= Task directions =
Could you say how many lines below contain the word "whatever"? Give the number with no other text.

[Saved data entries]
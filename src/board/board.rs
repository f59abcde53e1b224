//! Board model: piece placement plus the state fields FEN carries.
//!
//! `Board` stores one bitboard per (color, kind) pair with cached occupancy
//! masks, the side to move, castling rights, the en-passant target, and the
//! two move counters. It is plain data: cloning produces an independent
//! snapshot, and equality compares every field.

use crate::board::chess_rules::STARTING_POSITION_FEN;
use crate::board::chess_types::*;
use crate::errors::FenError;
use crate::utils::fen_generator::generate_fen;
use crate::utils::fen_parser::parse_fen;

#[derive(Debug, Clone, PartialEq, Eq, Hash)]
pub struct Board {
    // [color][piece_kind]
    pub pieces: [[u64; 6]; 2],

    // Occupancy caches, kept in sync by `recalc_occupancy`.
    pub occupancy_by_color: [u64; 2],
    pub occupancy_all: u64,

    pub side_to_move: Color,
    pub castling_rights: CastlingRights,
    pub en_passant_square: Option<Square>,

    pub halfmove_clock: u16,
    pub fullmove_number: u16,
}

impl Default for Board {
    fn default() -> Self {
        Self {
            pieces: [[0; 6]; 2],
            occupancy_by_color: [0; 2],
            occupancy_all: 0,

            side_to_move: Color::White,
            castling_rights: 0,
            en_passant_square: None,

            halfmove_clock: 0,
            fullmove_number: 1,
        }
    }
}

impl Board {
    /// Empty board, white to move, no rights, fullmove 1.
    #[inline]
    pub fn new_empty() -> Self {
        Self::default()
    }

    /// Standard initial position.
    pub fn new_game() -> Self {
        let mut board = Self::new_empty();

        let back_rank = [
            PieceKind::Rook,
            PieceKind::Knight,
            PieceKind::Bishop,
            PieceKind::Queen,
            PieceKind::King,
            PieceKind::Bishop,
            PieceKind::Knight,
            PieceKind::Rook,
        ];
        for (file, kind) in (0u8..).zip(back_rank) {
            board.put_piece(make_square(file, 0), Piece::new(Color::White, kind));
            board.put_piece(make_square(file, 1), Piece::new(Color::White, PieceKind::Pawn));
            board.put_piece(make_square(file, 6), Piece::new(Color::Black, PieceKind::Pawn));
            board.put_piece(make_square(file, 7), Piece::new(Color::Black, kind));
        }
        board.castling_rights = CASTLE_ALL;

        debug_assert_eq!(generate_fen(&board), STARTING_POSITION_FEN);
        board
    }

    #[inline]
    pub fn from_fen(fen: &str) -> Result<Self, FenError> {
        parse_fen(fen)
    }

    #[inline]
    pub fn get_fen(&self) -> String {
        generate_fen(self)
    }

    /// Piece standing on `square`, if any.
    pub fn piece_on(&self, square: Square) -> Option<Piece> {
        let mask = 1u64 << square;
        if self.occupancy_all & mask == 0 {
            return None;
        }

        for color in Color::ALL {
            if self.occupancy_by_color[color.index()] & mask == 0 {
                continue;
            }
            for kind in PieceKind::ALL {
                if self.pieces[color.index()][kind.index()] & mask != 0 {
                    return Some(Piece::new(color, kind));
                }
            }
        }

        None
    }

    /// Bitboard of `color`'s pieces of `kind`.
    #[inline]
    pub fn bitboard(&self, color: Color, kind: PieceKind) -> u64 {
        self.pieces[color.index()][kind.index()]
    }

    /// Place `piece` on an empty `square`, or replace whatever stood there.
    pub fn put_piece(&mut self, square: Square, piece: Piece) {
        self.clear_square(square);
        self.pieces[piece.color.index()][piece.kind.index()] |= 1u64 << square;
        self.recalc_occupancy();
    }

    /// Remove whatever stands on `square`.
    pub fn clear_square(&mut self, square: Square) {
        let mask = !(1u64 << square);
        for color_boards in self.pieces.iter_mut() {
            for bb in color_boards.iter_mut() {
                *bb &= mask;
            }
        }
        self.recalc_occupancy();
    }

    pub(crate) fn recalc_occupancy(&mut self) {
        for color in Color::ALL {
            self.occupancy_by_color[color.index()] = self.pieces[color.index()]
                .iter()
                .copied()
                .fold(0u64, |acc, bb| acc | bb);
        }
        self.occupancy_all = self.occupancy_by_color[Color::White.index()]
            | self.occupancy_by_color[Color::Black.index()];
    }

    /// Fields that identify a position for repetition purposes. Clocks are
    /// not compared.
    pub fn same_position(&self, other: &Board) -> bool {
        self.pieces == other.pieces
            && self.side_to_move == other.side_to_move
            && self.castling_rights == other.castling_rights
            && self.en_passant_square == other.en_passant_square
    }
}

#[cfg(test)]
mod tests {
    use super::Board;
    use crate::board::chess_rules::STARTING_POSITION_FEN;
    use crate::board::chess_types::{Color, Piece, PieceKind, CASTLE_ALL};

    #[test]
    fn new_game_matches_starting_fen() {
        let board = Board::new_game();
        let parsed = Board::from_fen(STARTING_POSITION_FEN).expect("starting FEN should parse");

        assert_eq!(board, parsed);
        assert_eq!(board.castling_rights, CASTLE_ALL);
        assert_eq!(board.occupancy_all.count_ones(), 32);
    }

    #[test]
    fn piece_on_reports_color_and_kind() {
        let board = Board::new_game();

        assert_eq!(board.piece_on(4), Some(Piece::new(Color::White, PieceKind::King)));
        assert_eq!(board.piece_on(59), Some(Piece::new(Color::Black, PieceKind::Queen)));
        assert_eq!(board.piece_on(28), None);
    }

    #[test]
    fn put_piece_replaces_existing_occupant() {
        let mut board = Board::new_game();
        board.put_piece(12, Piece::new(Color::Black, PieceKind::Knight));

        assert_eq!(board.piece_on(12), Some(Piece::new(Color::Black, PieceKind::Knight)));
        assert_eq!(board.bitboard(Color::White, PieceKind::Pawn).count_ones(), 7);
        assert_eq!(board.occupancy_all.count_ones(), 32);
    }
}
* * *
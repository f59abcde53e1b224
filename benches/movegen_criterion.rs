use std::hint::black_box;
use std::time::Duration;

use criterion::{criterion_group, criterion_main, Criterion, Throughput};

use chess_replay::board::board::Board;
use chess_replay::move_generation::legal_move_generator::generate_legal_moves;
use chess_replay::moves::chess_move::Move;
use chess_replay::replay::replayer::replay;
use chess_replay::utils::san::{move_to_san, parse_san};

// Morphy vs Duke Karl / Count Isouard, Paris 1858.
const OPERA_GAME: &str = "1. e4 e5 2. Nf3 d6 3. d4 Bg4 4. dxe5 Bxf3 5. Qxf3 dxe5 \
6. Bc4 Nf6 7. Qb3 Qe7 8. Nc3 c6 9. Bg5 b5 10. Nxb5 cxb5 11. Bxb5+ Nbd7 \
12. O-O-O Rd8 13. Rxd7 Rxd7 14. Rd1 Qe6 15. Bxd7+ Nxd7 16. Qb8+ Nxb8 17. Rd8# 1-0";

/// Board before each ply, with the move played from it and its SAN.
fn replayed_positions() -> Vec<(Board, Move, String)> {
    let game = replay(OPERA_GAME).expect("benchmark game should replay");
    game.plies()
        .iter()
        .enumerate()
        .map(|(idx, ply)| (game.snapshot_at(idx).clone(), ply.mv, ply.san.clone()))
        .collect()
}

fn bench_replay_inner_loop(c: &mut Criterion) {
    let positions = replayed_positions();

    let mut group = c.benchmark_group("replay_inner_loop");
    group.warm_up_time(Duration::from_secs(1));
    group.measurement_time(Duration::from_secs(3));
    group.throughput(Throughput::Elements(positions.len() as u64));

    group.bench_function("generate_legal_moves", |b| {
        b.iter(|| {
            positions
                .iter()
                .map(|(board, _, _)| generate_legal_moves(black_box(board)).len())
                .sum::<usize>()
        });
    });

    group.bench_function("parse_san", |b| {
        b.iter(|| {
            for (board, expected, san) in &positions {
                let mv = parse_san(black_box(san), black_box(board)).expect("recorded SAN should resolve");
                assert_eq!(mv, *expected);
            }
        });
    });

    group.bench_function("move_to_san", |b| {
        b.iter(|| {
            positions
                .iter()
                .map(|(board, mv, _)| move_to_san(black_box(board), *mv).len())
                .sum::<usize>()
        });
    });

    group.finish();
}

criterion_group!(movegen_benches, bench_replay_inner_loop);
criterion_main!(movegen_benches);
==
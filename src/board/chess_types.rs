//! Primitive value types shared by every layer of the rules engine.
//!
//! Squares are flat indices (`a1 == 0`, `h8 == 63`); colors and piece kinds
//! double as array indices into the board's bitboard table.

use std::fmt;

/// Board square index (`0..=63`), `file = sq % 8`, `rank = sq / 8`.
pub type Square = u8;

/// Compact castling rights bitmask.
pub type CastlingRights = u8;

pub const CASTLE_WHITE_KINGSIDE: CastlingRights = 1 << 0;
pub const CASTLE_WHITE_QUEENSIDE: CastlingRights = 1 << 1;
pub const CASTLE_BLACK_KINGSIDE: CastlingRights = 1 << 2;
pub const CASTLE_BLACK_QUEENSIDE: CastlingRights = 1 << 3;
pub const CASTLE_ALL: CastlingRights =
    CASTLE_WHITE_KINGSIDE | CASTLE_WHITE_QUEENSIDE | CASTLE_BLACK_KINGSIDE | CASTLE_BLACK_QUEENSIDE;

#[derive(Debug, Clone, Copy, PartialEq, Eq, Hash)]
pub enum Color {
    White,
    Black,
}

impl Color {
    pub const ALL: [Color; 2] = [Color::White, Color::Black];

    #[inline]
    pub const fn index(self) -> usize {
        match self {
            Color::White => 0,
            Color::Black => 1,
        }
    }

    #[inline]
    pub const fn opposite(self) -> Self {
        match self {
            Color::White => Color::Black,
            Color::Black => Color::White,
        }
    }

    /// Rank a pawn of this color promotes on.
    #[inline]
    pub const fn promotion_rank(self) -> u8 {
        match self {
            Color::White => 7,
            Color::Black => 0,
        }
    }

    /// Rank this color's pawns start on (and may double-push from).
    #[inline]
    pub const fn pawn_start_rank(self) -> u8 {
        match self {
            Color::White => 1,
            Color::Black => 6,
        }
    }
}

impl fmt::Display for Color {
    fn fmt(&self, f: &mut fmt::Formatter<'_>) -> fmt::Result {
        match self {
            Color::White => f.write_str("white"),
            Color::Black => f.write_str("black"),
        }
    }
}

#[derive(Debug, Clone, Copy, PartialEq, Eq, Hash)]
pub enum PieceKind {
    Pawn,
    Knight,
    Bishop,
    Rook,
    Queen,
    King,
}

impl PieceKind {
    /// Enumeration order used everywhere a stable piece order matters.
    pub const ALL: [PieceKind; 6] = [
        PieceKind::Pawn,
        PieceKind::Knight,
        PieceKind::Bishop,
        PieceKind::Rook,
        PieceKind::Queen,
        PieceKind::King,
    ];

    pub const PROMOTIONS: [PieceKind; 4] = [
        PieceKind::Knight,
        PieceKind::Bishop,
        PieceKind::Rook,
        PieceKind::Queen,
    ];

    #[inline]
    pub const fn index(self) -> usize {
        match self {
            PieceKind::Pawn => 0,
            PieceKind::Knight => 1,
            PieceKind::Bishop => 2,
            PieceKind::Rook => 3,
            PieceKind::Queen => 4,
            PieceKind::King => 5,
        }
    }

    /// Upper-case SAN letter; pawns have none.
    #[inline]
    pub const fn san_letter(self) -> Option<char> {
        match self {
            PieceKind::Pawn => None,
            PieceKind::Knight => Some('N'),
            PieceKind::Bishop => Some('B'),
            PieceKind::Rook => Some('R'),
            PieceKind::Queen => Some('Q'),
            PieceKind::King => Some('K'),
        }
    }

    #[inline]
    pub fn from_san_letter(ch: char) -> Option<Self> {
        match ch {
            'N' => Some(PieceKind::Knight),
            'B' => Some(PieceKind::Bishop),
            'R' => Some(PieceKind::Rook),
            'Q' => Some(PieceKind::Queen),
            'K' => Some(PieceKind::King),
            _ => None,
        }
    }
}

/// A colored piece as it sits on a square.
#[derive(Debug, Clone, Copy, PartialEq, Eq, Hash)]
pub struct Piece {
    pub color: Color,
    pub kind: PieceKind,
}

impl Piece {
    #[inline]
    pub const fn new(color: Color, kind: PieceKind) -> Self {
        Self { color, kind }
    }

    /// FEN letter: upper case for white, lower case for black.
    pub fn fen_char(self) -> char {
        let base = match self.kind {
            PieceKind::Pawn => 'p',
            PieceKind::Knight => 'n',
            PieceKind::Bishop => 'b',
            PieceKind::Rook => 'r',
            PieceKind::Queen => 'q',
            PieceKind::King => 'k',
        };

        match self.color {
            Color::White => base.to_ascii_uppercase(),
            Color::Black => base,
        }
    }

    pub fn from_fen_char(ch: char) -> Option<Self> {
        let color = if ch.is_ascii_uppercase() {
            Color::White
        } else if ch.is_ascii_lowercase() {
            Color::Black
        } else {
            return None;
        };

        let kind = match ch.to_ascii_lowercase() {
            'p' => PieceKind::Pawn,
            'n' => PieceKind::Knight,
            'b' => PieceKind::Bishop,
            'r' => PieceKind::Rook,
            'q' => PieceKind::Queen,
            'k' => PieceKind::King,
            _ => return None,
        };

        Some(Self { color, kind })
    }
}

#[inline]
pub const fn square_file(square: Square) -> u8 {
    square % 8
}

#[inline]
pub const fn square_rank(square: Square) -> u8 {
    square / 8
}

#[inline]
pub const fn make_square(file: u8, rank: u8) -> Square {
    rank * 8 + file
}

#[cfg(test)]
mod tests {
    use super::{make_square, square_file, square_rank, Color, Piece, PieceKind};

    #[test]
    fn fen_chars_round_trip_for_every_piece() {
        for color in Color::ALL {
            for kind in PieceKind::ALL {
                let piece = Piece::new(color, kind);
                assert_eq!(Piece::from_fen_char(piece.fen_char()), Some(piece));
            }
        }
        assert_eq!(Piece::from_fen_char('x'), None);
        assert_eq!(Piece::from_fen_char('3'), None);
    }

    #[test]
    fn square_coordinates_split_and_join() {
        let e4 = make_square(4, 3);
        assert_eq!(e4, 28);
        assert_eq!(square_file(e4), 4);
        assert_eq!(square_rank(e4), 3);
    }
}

= Result of the exercise =
2